New research indicates that the coronavirus was circulating in the New York area by mid-February. This period is weeks before the first case. Even the travelers brought in the virus mainly from Europe, not Asia.
“The majority is European,” tells Harm van Bakel, a geneticist at Icahn School of Medicine. He is the co-writer of a study awaiting peer review.
Another team at NYU Grossman School of Medicine comes to strikingly similar conclusions. It is despite studying a different group of cases. Both teams examine genomes from coronaviruses from New Yorkers starting in mid-March.
Heguy and van Bakel belongs to an international society of viral historians. They ferret out the history of outbreaks by poring covering clues. Embedding in the genetic material of viruses obtained from thousands of patients.
Viruses penetrate a cell and take over its molecular machinery, causing it to make new viruses.
The process is swift and sloppy. As a result, new viruses can obtain a new mutation that wasn’t present in their ancestor. If a new virus succeeds to escape its host and infect other people, its descendants will acquire that mutation.
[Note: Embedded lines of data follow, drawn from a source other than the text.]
//! `POST /t` and `POST /t/batch` handlers. Both routes share the same
//! validate -> enrich -> write pipeline; only the request/response shape
//! and batch-size bookkeeping differ.

use axum::extract::State;
use axum::http::StatusCode;
use axum::Json;
use serde_json::{json, Value};
use tracing::warn;

use crate::enrich::build_session_event;
use crate::error::TrackerError;
use crate::state::SharedState;
use crate::validate::validate_event;

const MAX_BATCH_SIZE: usize = 100;

/// Validate, enrich, and persist one event.
async fn write_one(state: &SharedState, raw: &Value) -> Result<(), TrackerError> {
    validate_event(raw, &state.allowed_domains).map_err(TrackerError::Validation)?;
    let event = build_session_event(raw);
    state
        .store
        .put_session_event(&state.sessions_table, &event)
        .await
        .inspect_err(|e| warn!(error = %e, "failed to write session event"))?;
    Ok(())
}

pub async fn track_single(State(state): State<SharedState>, Json(body): Json<Value>) -> (StatusCode, Json<Value>) {
    match write_one(&state, &body).await {
        Ok(()) => (StatusCode::OK, Json(json!({"status": "ok"}))),
        Err(e) => (StatusCode::BAD_REQUEST, Json(json!({"error": e.to_string()}))),
    }
}

pub async fn track_batch(State(state): State<SharedState>, Json(body): Json<Value>) -> (StatusCode, Json<Value>) {
    let events = body.get("events").and_then(Value::as_array).cloned().unwrap_or_default();

    if events.is_empty() {
        return (StatusCode::BAD_REQUEST, Json(json!({"error": "No events provided"})));
    }
    if events.len() > MAX_BATCH_SIZE {
        return (StatusCode::BAD_REQUEST, Json(json!({"error": "Maximum 100 events per batch"})));
    }

    let mut written = 0usize;
    let mut errors = 0usize;
    for raw in &events {
        match write_one(&state, raw).await {
            Ok(()) => written += 1,
            Err(_) => errors += 1,
        }
    }

    (StatusCode::OK, Json(json!({"status": "ok", "written": written, "errors": errors})))
}

#[cfg(test)]
mod tests {
    use super::*;
    use aws_sdk_dynamodb::Client;
    use beacon_store::DynamoDbStore;
    use std::sync::Arc;

    fn state() -> SharedState {
        // Builds without ever making a network call — handlers exercised
        // here only reach the validation short-circuit before touching the store.
        let config = aws_sdk_dynamodb::Config::builder()
            .region(aws_sdk_dynamodb::config::Region::new("us-east-1"))
            .behavior_version(aws_sdk_dynamodb::config::BehaviorVersion::latest())
            .build();
        let client = Client::from_conf(config);
        Arc::new(crate::state::AppState {
            store: DynamoDbStore::from_client(client, 90),
            sessions_table: "beacon-sessions".to_string(),
            allowed_domains: vec!["a.com".to_string()],
        })
    }

    #[tokio::test]
    async fn single_event_rejects_missing_field() {
        let state = state();
        let (status, body) = track_single(State(state), Json(json!({"domain": "a.com"}))).await;
        assert_eq!(status, StatusCode::BAD_REQUEST);
        assert_eq!(body.0["error"], "Missing required field: session_id");
    }

    #[tokio::test]
    async fn batch_rejects_empty_events() {
        let state = state();
        let (status, body) = track_batch(State(state), Json(json!({"events": []}))).await;
        assert_eq!(status, StatusCode::BAD_REQUEST);
        assert_eq!(body.0["error"], "No events provided");
    }

    #[tokio::test]
    async fn batch_rejects_over_max_size() {
        let state = state();
        let events: Vec<Value> = (0..101)
            .map(|i| json!({"session_id": format!("s{i}"), "event_type": "pageview", "domain": "a.com", "path": "/"}))
            .collect();
        let (status, body) = track_batch(State(state), Json(json!({"events": events}))).await;
        assert_eq!(status, StatusCode::BAD_REQUEST);
        assert_eq!(body.0["error"], "Maximum 100 events per batch");
    }

    #[tokio::test]
    async fn batch_counts_invalid_events_as_errors_without_failing_batch() {
        let state = state();
        let events = vec![
            json!({"domain": "a.com"}), // missing fields -> rejected
            json!({"session_id": "s1", "event_type": "bogus", "domain": "a.com", "path": "/"}), // bad type -> rejected
        ];
        let (status, body) = track_batch(State(state), Json(json!({"events": events}))).await;
        assert_eq!(status, StatusCode::OK);
        assert_eq!(body.0["status"], "ok");
        assert_eq!(body.0["written"], 0);
        assert_eq!(body.0["errors"], 2);
    }
}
Tracking viral mutations needs sequencing all the genetic material in a virus — its genome.
Complex computer programs can figure out how all of those mutations arise as viruses descend from a common ancestor. If they get enough data, they can make rough estimations about how long ago those ancestors lives. That’s because mutations arise at a roughly consistent pace, like a molecular clock.
Conspiracy Theories
Maciej Boni of Penn State University and his associates use this method to see where the coronavirus comes from in the first place. While conspiracy theories are false, the virus’s genome makes clear that it arises from bats.
There are several kinds of coronaviruses, which infect both humans and animals. Boni and his associates find that the genome of the new virus includes some mutations in common with strains of coronaviruses that infect bats.
The closest coronavirus is in a Chinese horseshoe bat, the researchers tell. But the new virus gains some unique mutations since splitting off from that bat virus decades ago.
Boni states that ancestral virus probably gives rise to some strains that infect horseshoe bats and perhaps sometimes other animals.
“Very likely there’s a vast unsampled diversity,” he adds.
Copying mistakes aren’t the only method for new viruses to arise. Sometimes two kinds of coronaviruses will infect the identical cell. Their genetic material gets tangled up in new viruses.
It’s entirely possible, Boni states. In the past 10 or 20 years, a cross virus arises in some bat that was well-suited to infect humans, too. Later, that virus somehow manages to cross the species barrier.
“Once in a while, one of these viruses wins the lottery,” he tells.
Testing Programs in New York
In January, as the scope of the catastrophe in China clears. Some countries were on with an aggressive testing program. They were able to track the approach of the virus on their territory and trace its spread through their populations.
But in New York, United States mishandles the situation by limiting testing only to people who have travel history from China.
“It was a disaster that we didn’t do testing,” Heguy states.
The Washington viruses also experience other mutations in common with ones isolated in Wuhan. That suggests that the virus was from China.
With that discovery, Bedford and his associates took the lead in sequencing coronavirus genomes. Sequencing more genomes around Washington gave them a more favorable view of how the outbreak starts.
“I’m quite confident that it was not spreading in December in the United States and New York,” Bedford states. “There may have been a couple of other introductions in January that didn’t take off in the same way.”